Task requirements: Where a line below holds the string "CancellationToken", that line goes into the answer.
Top of Source material
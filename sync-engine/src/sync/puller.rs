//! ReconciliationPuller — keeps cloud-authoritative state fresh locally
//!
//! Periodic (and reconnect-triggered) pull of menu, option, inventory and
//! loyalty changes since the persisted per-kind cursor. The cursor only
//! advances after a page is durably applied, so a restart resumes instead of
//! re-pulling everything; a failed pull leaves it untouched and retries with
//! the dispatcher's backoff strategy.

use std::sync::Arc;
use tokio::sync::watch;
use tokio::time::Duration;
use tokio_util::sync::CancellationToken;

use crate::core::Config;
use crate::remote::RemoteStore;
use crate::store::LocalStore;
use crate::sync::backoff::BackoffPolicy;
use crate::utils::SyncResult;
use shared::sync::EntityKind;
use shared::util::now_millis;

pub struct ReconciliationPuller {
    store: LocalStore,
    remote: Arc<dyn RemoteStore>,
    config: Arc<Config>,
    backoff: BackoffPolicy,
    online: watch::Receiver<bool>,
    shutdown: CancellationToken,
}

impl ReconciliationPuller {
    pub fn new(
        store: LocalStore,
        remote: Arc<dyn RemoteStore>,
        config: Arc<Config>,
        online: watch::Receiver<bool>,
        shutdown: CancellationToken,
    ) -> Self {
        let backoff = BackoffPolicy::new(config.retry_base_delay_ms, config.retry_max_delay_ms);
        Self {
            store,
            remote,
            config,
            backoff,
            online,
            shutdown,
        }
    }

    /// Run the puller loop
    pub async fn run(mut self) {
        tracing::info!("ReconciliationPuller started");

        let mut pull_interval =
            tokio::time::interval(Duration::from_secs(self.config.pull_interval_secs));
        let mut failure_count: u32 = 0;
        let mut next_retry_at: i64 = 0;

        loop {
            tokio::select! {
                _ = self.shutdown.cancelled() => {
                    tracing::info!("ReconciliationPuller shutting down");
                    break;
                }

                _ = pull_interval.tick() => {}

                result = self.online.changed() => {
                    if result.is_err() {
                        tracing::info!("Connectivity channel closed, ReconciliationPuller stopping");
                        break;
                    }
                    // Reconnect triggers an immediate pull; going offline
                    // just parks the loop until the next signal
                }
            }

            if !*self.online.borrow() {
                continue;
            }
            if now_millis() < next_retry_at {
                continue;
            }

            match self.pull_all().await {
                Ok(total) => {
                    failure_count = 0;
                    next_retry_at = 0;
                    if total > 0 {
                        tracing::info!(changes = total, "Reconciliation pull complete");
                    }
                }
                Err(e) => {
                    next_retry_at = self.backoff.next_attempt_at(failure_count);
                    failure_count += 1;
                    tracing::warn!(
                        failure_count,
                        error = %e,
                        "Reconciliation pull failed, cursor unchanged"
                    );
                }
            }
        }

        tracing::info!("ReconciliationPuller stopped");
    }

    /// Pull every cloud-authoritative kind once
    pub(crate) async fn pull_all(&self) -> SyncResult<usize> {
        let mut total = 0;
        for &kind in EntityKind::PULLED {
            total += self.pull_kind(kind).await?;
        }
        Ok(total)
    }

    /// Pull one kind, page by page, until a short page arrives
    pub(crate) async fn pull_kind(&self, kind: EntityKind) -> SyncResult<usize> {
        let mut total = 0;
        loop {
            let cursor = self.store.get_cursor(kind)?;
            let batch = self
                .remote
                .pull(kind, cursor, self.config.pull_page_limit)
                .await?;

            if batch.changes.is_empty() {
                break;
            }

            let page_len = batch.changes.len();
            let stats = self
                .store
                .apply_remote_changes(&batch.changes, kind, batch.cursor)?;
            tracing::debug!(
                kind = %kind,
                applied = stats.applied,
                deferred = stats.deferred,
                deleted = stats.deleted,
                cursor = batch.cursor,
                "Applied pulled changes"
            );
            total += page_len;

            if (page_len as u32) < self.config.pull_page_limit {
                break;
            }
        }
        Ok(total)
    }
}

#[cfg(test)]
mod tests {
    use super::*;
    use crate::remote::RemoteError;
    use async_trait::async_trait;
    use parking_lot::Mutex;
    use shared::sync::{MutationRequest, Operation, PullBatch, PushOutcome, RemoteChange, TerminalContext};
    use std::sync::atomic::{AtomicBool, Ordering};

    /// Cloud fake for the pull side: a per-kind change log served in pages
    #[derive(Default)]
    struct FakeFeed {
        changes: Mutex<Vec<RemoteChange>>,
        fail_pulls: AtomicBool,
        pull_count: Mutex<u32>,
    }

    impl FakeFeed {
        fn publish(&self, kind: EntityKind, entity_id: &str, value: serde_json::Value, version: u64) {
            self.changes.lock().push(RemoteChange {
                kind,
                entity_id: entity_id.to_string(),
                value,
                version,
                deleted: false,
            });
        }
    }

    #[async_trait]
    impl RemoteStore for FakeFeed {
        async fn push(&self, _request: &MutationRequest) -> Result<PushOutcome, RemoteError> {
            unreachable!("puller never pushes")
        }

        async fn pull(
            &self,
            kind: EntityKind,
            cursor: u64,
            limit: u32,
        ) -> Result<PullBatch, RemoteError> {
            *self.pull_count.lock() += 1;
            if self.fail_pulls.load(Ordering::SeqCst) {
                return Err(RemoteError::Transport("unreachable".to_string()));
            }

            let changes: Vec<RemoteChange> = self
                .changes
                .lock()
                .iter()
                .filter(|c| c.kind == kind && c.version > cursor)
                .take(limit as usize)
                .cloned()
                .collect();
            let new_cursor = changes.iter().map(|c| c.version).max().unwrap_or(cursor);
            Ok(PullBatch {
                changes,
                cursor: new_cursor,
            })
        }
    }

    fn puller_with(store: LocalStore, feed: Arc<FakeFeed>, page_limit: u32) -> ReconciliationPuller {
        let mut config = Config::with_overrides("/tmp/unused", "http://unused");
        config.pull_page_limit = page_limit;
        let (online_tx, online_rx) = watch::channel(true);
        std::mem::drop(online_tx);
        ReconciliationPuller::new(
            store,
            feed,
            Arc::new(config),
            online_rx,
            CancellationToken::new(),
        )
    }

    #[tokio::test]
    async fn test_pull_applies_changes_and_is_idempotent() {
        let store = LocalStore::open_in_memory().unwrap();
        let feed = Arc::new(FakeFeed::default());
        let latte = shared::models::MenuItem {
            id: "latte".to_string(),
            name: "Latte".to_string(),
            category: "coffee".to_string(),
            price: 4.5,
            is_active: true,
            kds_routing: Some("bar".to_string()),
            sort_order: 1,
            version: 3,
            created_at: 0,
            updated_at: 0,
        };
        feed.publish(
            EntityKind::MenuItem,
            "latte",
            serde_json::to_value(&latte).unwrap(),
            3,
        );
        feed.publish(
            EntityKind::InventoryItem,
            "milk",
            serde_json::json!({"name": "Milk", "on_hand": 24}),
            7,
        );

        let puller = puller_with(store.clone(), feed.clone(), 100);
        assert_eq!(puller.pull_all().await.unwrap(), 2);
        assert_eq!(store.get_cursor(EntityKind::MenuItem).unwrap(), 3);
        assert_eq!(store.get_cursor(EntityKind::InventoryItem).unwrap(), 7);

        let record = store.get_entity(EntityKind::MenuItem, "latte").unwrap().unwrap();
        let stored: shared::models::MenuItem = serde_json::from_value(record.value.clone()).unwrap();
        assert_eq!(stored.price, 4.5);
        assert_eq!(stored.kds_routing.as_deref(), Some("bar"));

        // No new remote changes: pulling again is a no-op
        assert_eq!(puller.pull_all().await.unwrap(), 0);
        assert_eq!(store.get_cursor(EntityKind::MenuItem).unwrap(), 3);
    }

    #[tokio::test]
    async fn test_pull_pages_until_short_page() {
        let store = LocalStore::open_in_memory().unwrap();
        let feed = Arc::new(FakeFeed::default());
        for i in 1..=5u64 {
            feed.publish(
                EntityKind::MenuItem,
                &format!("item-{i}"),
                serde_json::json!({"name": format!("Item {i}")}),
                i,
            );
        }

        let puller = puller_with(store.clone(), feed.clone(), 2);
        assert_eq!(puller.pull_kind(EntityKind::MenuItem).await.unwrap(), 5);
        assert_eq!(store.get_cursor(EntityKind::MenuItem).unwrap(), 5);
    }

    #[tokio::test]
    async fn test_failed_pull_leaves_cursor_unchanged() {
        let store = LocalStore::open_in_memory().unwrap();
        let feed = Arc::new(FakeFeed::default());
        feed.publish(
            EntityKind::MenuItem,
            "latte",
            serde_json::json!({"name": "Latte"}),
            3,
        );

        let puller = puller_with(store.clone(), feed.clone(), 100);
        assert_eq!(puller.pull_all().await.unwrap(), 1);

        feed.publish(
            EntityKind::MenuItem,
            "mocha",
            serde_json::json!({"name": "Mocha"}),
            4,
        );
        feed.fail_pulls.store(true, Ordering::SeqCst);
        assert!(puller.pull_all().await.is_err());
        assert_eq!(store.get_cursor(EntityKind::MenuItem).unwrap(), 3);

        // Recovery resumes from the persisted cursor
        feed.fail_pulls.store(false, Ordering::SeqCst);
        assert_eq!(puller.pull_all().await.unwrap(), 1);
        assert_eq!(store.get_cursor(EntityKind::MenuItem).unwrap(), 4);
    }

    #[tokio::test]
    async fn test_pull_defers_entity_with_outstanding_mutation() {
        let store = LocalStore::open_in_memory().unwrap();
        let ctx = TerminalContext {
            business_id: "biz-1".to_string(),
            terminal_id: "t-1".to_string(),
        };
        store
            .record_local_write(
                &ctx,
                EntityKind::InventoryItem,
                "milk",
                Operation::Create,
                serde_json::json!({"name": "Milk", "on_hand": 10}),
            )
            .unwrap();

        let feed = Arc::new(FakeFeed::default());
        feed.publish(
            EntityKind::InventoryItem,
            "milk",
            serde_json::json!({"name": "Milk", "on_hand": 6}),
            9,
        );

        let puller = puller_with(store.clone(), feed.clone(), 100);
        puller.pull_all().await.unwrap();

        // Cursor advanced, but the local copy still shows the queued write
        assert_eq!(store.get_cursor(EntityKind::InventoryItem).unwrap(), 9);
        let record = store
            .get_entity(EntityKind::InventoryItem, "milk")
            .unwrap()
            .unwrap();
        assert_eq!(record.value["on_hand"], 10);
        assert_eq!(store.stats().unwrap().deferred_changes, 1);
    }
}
Bottom of Source material
Solution to this exercise:
use tokio_util::sync::CancellationToken;
    shutdown: CancellationToken,
        shutdown: CancellationToken,
            CancellationToken::new(),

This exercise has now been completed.